Glaucoma occurs when the optic nerve, which connects the eye to the brain, is damaged due to increased intraocular pressure (IOP). This pressure is typically caused by a buildup of fluid in the front part of the eye. Unfortunately, glaucoma often develops slowly over time, causing irreversible harm before any vision loss is noticed. By the time it is detected during routine eye tests, significant damage may have already occurred.

The collaboration between researchers from Northumbria University and Boğaziçi University has resulted in the development of contact lenses capable of detecting fluctuations in IOP. These lenses, known as GlakoLens, contain an electrically passive sensor embedded in a disposable soft contact lens made of polydimethylsiloxane (PDMS). The data collected by the lenses is wirelessly transmitted to a wearable electronic readout system, which then processes and stores the information. Finally, the processed data is given to an ophthalmologist for evaluation.

One of the advantages of using GlakoLens is that it allows for easier and more accurate IOP measurements compared to conventional eye exams. Traditional methods often involve single measurements taken at a clinic, which can be misleading due to natural variations in IOP. Further investigation usually requires hospitalization for a whole day, during which repeated measurements are taken using a technique called Goldmann applanation tonometry (GAT). This method involves numbing the eye with drops and using a small cone to touch the cornea and measure pressure.

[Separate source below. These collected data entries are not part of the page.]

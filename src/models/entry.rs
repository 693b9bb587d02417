use super::duty_status::DutyStatus;
use chrono::{DateTime, NaiveDate, Utc};
use serde::{Deserialize, Serialize};

/// One recorded duty-status segment of the daily grid.
///
/// Each entry occupies exactly one whole hour slot; `start_time` and
/// `end_time` are carried along for the record but are not validated
/// against `hour`.
#[derive(Debug, Clone, PartialEq, Eq, Serialize, Deserialize)]
#[serde(rename_all = "camelCase")]
pub struct DutyStatusEntry {
    pub status: DutyStatus,
    pub hour: u8,
    pub location: Option<String>,
    pub remarks: Option<String>,
    pub start_time: Option<DateTime<Utc>>,
    pub end_time: Option<DateTime<Utc>>,
}

impl DutyStatusEntry {
    /// Entry with no location, remarks or timestamps.
    pub fn new(status: DutyStatus, hour: u8) -> Self {
        Self {
            status,
            hour,
            location: None,
            remarks: None,
            start_time: None,
            end_time: None,
        }
    }

    /// Entry built from user input: blank strings are stored as `None`
    /// and the timestamps span the hour slot on `date`.
    pub fn from_input(
        date: NaiveDate,
        status: DutyStatus,
        hour: u8,
        location: Option<&str>,
        remarks: Option<&str>,
    ) -> Self {
        let start = date
            .and_hms_opt(u32::from(hour), 0, 0)
            .map(|dt| dt.and_utc());
        let end = start.map(|s| s + chrono::Duration::hours(1));

        Self {
            status,
            hour,
            location: non_blank(location),
            remarks: non_blank(remarks),
            start_time: start,
            end_time: end,
        }
    }

    pub fn location_str(&self) -> &str {
        self.location.as_deref().unwrap_or("")
    }

    pub fn remarks_str(&self) -> &str {
        self.remarks.as_deref().unwrap_or("")
    }
}

fn non_blank(s: Option<&str>) -> Option<String> {
    s.map(str::trim).filter(|s| !s.is_empty()).map(String::from)
}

In contrast, GlakoLens allows patients to go about their day normally while their IOP measurements are continuously recorded and sent to a doctor for analysis once the 24-hour testing period is complete.

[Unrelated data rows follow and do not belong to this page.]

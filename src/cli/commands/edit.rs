//! Line-oriented editing session over stdin.
//!
//! ```text
//! set HOUR STATUS [location] [| remarks]   write one hour
//! click X Y [W H]                          pick a cell on a W×H canvas
//! commit [location] [| remarks]            write the picked cell
//! undo | redo | clear
//! totals | grid | save | certify | help | quit
//! ```
//!
//! Every successful edit is saved right away.

use crate::cli::parser::Commands;
use crate::config::Config;
use crate::core::grid::{DayLogModel, validate_hour};
use crate::core::history::HistoryStack;
use crate::core::projector::GridBounds;
use crate::core::save_status::SaveIndicator;
use crate::core::session::EditorSession;
use crate::errors::{AppError, AppResult};
use crate::gateway::{self, PersistenceGateway};
use crate::models::duty_status::DutyStatus;
use crate::models::entry::DutyStatusEntry;
use crate::ui::grid::{render_day, render_grid};
use crate::ui::messages::{error, info, save_status, success, warning};
use std::io::{self, BufRead, IsTerminal, Write};
use std::time::{Duration, Instant};

/// Canvas size assumed by `click` when none is given.
const DEFAULT_CANVAS_WIDTH: f64 = 1200.0;
const DEFAULT_CANVAS_HEIGHT: f64 = 400.0;

const HELP: &str = "\
Commands:
  set HOUR STATUS [location] [| remarks]   STATUS: off, sb, d, on
  click X Y [W H]                          pick a cell (default canvas 1200x400)
  commit [location] [| remarks]            write the picked cell
  undo | redo | clear
  totals | grid | save | certify | help | quit";

/// One parsed input line.
#[derive(Debug, Clone, PartialEq)]
pub enum EditCommand {
    Set {
        hour: i32,
        status: DutyStatus,
        location: Option<String>,
        remarks: Option<String>,
    },
    Click {
        x: f64,
        y: f64,
        width: f64,
        height: f64,
    },
    Commit {
        location: Option<String>,
        remarks: Option<String>,
    },
    Undo,
    Redo,
    Clear,
    Totals,
    Grid,
    Save,
    Certify,
    Help,
    Quit,
}

/// `location | remarks` → (location, remarks), blanks dropped.
fn split_details(rest: &str) -> (Option<String>, Option<String>) {
    let (loc, rem) = match rest.split_once('|') {
        Some((l, r)) => (l, Some(r)),
        None => (rest, None),
    };
    let clean = |s: &str| {
        let s = s.trim();
        (!s.is_empty()).then(|| s.to_string())
    };
    (clean(loc), rem.and_then(clean))
}

fn parse_number(word: Option<&str>, what: &str) -> AppResult<f64> {
    let w = word.ok_or_else(|| AppError::Validation(format!("missing {}", what)))?;
    w.parse::<f64>()
        .map_err(|_| AppError::Validation(format!("invalid {}: '{}'", what, w)))
}

/// Split off the first whitespace-separated word.
fn next_word(s: &str) -> (&str, &str) {
    let s = s.trim_start();
    match s.find(char::is_whitespace) {
        Some(i) => (&s[..i], &s[i..]),
        None => (s, ""),
    }
}

/// Parse one input line. Blank lines and `#` comments yield `None`.
pub fn parse_command(line: &str) -> AppResult<Option<EditCommand>> {
    let line = line.trim();
    if line.is_empty() || line.starts_with('#') {
        return Ok(None);
    }

    let (verb, rest) = next_word(line);
    let cmd = match verb.to_lowercase().as_str() {
        "set" => {
            let (hour, rest) = next_word(rest);
            let (status, rest) = next_word(rest);
            let hour = hour
                .parse::<i32>()
                .map_err(|_| AppError::Validation(format!("invalid hour: '{}'", hour)))?;
            let status = DutyStatus::from_code(status).ok_or_else(|| {
                AppError::Validation(format!(
                    "unknown duty status '{}' (use off, sb, d or on)",
                    status
                ))
            })?;
            let (location, remarks) = split_details(rest);
            EditCommand::Set {
                hour,
                status,
                location,
                remarks,
            }
        }
        "click" => {
            let mut words = rest.split_whitespace();
            let x = parse_number(words.next(), "x")?;
            let y = parse_number(words.next(), "y")?;
            let (width, height) = match (words.next(), words.next()) {
                (Some(w), Some(h)) => (
                    parse_number(Some(w), "width")?,
                    parse_number(Some(h), "height")?,
                ),
                _ => (DEFAULT_CANVAS_WIDTH, DEFAULT_CANVAS_HEIGHT),
            };
            EditCommand::Click {
                x,
                y,
                width,
                height,
            }
        }
        "commit" => {
            let (location, remarks) = split_details(rest);
            EditCommand::Commit { location, remarks }
        }
        "undo" => EditCommand::Undo,
        "redo" => EditCommand::Redo,
        "clear" => EditCommand::Clear,
        "totals" => EditCommand::Totals,
        "grid" | "show" => EditCommand::Grid,
        "save" => EditCommand::Save,
        "certify" => EditCommand::Certify,
        "help" | "?" => EditCommand::Help,
        "quit" | "exit" | "q" => EditCommand::Quit,
        other => {
            return Err(AppError::Validation(format!(
                "unknown command '{}' (type 'help')",
                other
            )));
        }
    };
    Ok(Some(cmd))
}

/// Save and report the indicator.
async fn autosave(session: &mut EditorSession, gw: &dyn PersistenceGateway) {
    let result = session.save(gw).await;
    if let Some(label) = session.indicator().label(Instant::now()) {
        save_status(label, result.is_err());
    }
}

fn print_totals(model: &DayLogModel) {
    let h = model.hours_by_status();
    println!(
        "Off duty {}h | Sleeper {}h | Driving {}h | On duty {}h | Total {}h",
        h.off_duty,
        h.sleeper_berth,
        h.driving,
        h.on_duty,
        h.total()
    );
}

/// Apply one command. Returns `false` when the session should end.
async fn apply(
    session: &mut EditorSession,
    gw: &dyn PersistenceGateway,
    cmd: EditCommand,
) -> AppResult<bool> {
    match cmd {
        EditCommand::Set {
            hour,
            status,
            location,
            remarks,
        } => {
            let slot = validate_hour(hour)?;
            let entry = DutyStatusEntry::from_input(
                session.model().date(),
                status,
                slot,
                location.as_deref(),
                remarks.as_deref(),
            );
            session.set_entry(hour, entry)?;
            success(format!("{:02}:00 → {}", slot, status.label()));
            autosave(session, gw).await;
        }
        EditCommand::Click {
            x,
            y,
            width,
            height,
        } => {
            let bounds = GridBounds::standard(0.0, 0.0, width, height);
            match session.pick(x, y, &bounds)? {
                Some(cell) => info(format!(
                    "Selected {:02}:00 {}. Enter: commit [location] [| remarks]",
                    cell.hour,
                    cell.status().label()
                )),
                None => warning("Outside the grid."),
            }
        }
        EditCommand::Commit { location, remarks } => {
            let entry = session.commit_pending(location.as_deref(), remarks.as_deref())?;
            success(format!("{:02}:00 → {}", entry.hour, entry.status.label()));
            autosave(session, gw).await;
        }
        EditCommand::Undo => {
            if session.undo()? {
                success("Undone.");
                autosave(session, gw).await;
            } else {
                info("Nothing to undo.");
            }
        }
        EditCommand::Redo => {
            if session.redo()? {
                success("Redone.");
                autosave(session, gw).await;
            } else {
                info("Nothing to redo.");
            }
        }
        EditCommand::Clear => {
            session.clear()?;
            success("Grid cleared.");
            autosave(session, gw).await;
        }
        EditCommand::Totals => print_totals(session.model()),
        EditCommand::Grid => print!(
            "{}",
            render_grid(session.model(), io::stdout().is_terminal())
        ),
        EditCommand::Save => autosave(session, gw).await,
        EditCommand::Certify => {
            session.certify(gw).await?;
            success(format!(
                "Log for {} certified. It can no longer be edited.",
                session.model().date_str()
            ));
        }
        EditCommand::Help => println!("{}", HELP),
        EditCommand::Quit => return Ok(false),
    }
    Ok(true)
}

/// Run a session over any line source. Errors on individual lines are
/// reported and the session goes on; the number of failed lines is
/// returned.
pub async fn run_session<R: BufRead>(
    session: &mut EditorSession,
    gw: &dyn PersistenceGateway,
    input: R,
    prompt: bool,
) -> AppResult<usize> {
    let mut failures = 0;

    for line in input.lines() {
        let line = line?;

        let cmd = match parse_command(&line) {
            Ok(Some(c)) => c,
            Ok(None) => continue,
            Err(e) => {
                error(e);
                failures += 1;
                continue;
            }
        };

        match apply(session, gw, cmd).await {
            Ok(true) => {}
            Ok(false) => break,
            Err(e) => {
                error(e);
                failures += 1;
            }
        }

        if prompt {
            print!("eldlog> ");
            io::stdout().flush().ok();
        }
    }

    Ok(failures)
}

pub async fn handle(cmd: &Commands, cfg: &Config) -> AppResult<()> {
    if let Commands::Edit { id } = cmd {
        let gw = gateway::connect(cfg)?;
        let record = gw.fetch_log(*id).await?;

        let mut session = EditorSession::with_options(
            DayLogModel::from_record(&record),
            HistoryStack::new(cfg.history_limit),
            SaveIndicator::new(
                Duration::from_millis(cfg.save_ok_clear_ms),
                Duration::from_millis(cfg.save_error_clear_ms),
            ),
        );

        let interactive = io::stdin().is_terminal();
        print!("{}", render_day(session.model(), io::stdout().is_terminal()));
        if !session.model().is_editable() {
            warning(format!(
                "Log #{} is {}: read-only.",
                id,
                session.model().status.to_db_str()
            ));
        }
        if interactive {
            println!("{}", HELP);
            print!("eldlog> ");
            io::stdout().flush().ok();
        }

        let stdin = io::stdin();
        let failures = run_session(&mut session, gw.as_ref(), stdin.lock(), interactive).await?;

        println!();
        print_totals(session.model());
        if failures > 0 {
            warning(format!("{} command(s) failed.", failures));
        }
    }

    Ok(())
}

The researchers conducted a trial of their contact lenses on six healthy volunteers. These participants were asked to drink water and lie flat to intentionally increase their IOP. The findings demonstrated that the contact lens sensors accurately responded to the effects of water loading, with measurements from the right eye (without the lens) matching those taken by the device.

The next step for the researchers is to conduct further experiments using larger groups of healthy individuals to investigate the accuracy and reliability of the sensors. They also plan to optimize the comfort and non-invasiveness of the contact lenses in future iterations.

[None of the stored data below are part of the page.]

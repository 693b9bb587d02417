//! Strongly-typed visual snapshot of one or more daily grids.
//!
//! Wire shape (⇔ `visual_log_data`):
//! `{ "<date>": { "<hour>": { status, location, remarks, startTime, endTime } } }`
//!
//! Keys are validated when the snapshot is deserialized: a malformed date,
//! an hour outside 0–23 or an unknown status rejects the whole snapshot.

use super::duty_status::DutyStatus;
use super::entry::DutyStatusEntry;
use super::status_change::StatusChange;
use crate::errors::{AppError, AppResult};
use chrono::{DateTime, NaiveDate, Timelike, Utc};
use serde::{Deserialize, Serialize};
use std::collections::BTreeMap;

/// Hour slot → entry for a single day.
pub type DayEntries = BTreeMap<u8, DutyStatusEntry>;

/// Date formats accepted for snapshot keys. The second one is the
/// `Date.toDateString()` form written by older clients.
const DATE_KEY_FORMATS: [&str; 2] = ["%Y-%m-%d", "%a %b %d %Y"];

#[derive(Debug, Clone, Default, PartialEq, Eq, Serialize, Deserialize)]
#[serde(try_from = "WireSnapshot", into = "WireSnapshot")]
pub struct VisualLogData {
    days: BTreeMap<NaiveDate, DayEntries>,
}

impl VisualLogData {
    pub fn new() -> Self {
        Self::default()
    }

    /// Snapshot holding a single day.
    pub fn single_day(date: NaiveDate, entries: DayEntries) -> Self {
        let mut snap = Self::new();
        snap.set_day(date, entries);
        snap
    }

    pub fn is_empty(&self) -> bool {
        self.days.values().all(|d| d.is_empty())
    }

    pub fn day(&self, date: &NaiveDate) -> Option<&DayEntries> {
        self.days.get(date)
    }

    pub fn set_day(&mut self, date: NaiveDate, entries: DayEntries) {
        self.days.insert(date, entries);
    }

    pub fn remove_day(&mut self, date: &NaiveDate) -> Option<DayEntries> {
        self.days.remove(date)
    }

    pub fn days(&self) -> impl Iterator<Item = (&NaiveDate, &DayEntries)> {
        self.days.iter()
    }

    /// Build a snapshot from coarse status changes: each change is bucketed
    /// into the hour of its `start_time` (UTC) on that change's own date.
    /// A later change starting in the same hour overwrites the earlier one.
    pub fn from_status_changes(changes: &[StatusChange]) -> Self {
        let mut snap = Self::new();

        for change in changes {
            let date = change.start_time.date_naive();
            let hour = change.start_time.hour() as u8;

            let entry = DutyStatusEntry {
                status: change.status,
                hour,
                location: non_blank(&change.location),
                remarks: non_blank(&change.remarks),
                start_time: Some(change.start_time),
                end_time: change.end_time,
            };

            snap.days.entry(date).or_default().insert(hour, entry);
        }

        snap
    }

    /// Serialize to a `serde_json::Value` in wire shape.
    pub fn to_json(&self) -> AppResult<serde_json::Value> {
        serde_json::to_value(WireSnapshot::from(self.clone()))
            .map_err(|e| AppError::Snapshot(e.to_string()))
    }

    /// Parse and validate a `serde_json::Value` in wire shape.
    pub fn from_json(value: serde_json::Value) -> Result<Self, String> {
        if value.is_null() {
            return Ok(Self::new());
        }
        let wire: WireSnapshot = serde_json::from_value(value).map_err(|e| e.to_string())?;
        Self::try_from(wire)
    }
}

fn non_blank(s: &str) -> Option<String> {
    let s = s.trim();
    (!s.is_empty()).then(|| s.to_string())
}

// ---------------------------
// Wire representation
// ---------------------------

#[derive(Debug, Clone, Serialize, Deserialize)]
#[serde(transparent)]
pub struct WireSnapshot(BTreeMap<String, BTreeMap<String, WireEntry>>);

#[derive(Debug, Clone, Serialize, Deserialize)]
struct WireEntry {
    status: String,
    #[serde(default)]
    location: Option<String>,
    #[serde(default)]
    remarks: Option<String>,
    #[serde(default, rename = "startTime")]
    start_time: Option<DateTime<Utc>>,
    #[serde(default, rename = "endTime")]
    end_time: Option<DateTime<Utc>>,
}

pub fn parse_date_key(key: &str) -> Option<NaiveDate> {
    DATE_KEY_FORMATS
        .iter()
        .find_map(|fmt| NaiveDate::parse_from_str(key.trim(), fmt).ok())
}

pub fn parse_hour_key(key: &str) -> Option<u8> {
    key.trim().parse::<u8>().ok().filter(|h| *h <= 23)
}

impl TryFrom<WireSnapshot> for VisualLogData {
    type Error = String;

    fn try_from(wire: WireSnapshot) -> Result<Self, Self::Error> {
        let mut days = BTreeMap::new();

        for (date_key, hours) in wire.0 {
            let date =
                parse_date_key(&date_key).ok_or_else(|| format!("invalid date key '{date_key}'"))?;

            let day: &mut DayEntries = days.entry(date).or_default();

            for (hour_key, raw) in hours {
                let hour = parse_hour_key(&hour_key)
                    .ok_or_else(|| format!("invalid hour key '{hour_key}' for {date}"))?;

                let status = DutyStatus::from_db_str(&raw.status).ok_or_else(|| {
                    format!("invalid status '{}' at {date} hour {hour}", raw.status)
                })?;

                day.insert(
                    hour,
                    DutyStatusEntry {
                        status,
                        hour,
                        location: raw.location,
                        remarks: raw.remarks,
                        start_time: raw.start_time,
                        end_time: raw.end_time,
                    },
                );
            }
        }

        Ok(Self { days })
    }
}

impl From<VisualLogData> for WireSnapshot {
    fn from(snap: VisualLogData) -> Self {
        let days = snap
            .days
            .into_iter()
            .map(|(date, entries)| {
                let hours = entries
                    .into_iter()
                    .map(|(hour, e)| {
                        (
                            hour.to_string(),
                            WireEntry {
                                status: e.status.to_db_str().to_string(),
                                location: e.location,
                                remarks: e.remarks,
                                start_time: e.start_time,
                                end_time: e.end_time,
                            },
                        )
                    })
                    .collect();
                (date.format("%Y-%m-%d").to_string(), hours)
            })
            .collect();

        WireSnapshot(days)
    }
}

While GlakoLens is not the first glaucoma-detecting contact lens, it offers unique advantages over previous versions. Other lenses have used electrically active silicon chips, resulting in thicker, less comfortable lenses that restrict vision. In contrast, GlakoLens uses an electrically passive sensor and a soft contact lens, ensuring greater comfort for wearers.

In addition to diagnosing glaucoma, the researchers believe that their lenses have the potential to detect other health conditions by measuring glucose, lactic acid, and other molecules present in the eye.

The study detailing this innovative technology was published in the journal Contact Lens and Anterior Eye. The lenses are expected to be commercially available through the spin-off company GlakoLens.